## YOUR ASSIGNMENT
Output nothing but the lines from the first line of the entries to the line with "pub struct QuizSection", inclusive, exactly as they read.

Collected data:
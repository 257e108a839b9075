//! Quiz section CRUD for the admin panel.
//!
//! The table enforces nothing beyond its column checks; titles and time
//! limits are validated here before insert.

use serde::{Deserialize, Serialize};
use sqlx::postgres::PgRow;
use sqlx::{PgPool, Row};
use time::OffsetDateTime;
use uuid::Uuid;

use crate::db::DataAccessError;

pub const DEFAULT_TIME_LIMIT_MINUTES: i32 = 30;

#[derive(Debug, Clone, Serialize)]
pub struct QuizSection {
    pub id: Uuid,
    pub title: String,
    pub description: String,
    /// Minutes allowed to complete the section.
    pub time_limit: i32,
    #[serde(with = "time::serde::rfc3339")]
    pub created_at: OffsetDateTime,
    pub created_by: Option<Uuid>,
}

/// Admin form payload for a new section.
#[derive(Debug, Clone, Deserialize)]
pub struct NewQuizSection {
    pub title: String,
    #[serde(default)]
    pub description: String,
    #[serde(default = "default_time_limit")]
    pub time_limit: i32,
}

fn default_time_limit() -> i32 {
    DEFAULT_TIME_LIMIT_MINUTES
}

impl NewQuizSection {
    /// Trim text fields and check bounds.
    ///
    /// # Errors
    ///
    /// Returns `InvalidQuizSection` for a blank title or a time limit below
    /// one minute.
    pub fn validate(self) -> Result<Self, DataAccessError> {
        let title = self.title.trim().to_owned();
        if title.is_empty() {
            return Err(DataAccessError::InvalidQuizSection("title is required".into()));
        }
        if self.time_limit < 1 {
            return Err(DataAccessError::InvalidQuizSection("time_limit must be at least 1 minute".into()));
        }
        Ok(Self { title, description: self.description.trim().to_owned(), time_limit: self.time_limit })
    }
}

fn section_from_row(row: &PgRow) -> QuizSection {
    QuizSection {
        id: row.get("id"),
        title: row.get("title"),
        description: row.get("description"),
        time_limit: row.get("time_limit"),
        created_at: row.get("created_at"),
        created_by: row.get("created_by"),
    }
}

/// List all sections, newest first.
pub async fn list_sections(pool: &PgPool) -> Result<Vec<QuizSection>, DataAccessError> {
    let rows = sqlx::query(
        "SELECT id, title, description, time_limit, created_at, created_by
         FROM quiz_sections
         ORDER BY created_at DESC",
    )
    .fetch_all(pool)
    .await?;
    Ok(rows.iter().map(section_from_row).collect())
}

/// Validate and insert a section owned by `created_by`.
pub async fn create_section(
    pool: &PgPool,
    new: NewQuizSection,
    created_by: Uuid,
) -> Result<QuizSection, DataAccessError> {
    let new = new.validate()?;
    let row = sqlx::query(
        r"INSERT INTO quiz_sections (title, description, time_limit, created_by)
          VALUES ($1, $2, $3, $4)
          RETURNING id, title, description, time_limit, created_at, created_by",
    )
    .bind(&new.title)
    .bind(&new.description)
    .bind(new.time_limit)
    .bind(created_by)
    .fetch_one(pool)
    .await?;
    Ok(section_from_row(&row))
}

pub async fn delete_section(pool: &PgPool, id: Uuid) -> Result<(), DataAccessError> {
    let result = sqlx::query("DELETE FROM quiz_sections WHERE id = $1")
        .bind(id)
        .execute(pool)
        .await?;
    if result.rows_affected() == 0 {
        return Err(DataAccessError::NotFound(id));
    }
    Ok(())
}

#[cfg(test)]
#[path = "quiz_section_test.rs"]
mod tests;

## TASK OUTPUT
repository 257e108a839b9075
//! Quiz section CRUD for the admin panel.
//!
//! The table enforces nothing beyond its column checks; titles and time
//! limits are validated here before insert.

use serde::{Deserialize, Serialize};
use sqlx::postgres::PgRow;
use sqlx::{PgPool, Row};
use time::OffsetDateTime;
use uuid::Uuid;

use crate::db::DataAccessError;

pub const DEFAULT_TIME_LIMIT_MINUTES: i32 = 30;

#[derive(Debug, Clone, Serialize)]
pub struct QuizSection {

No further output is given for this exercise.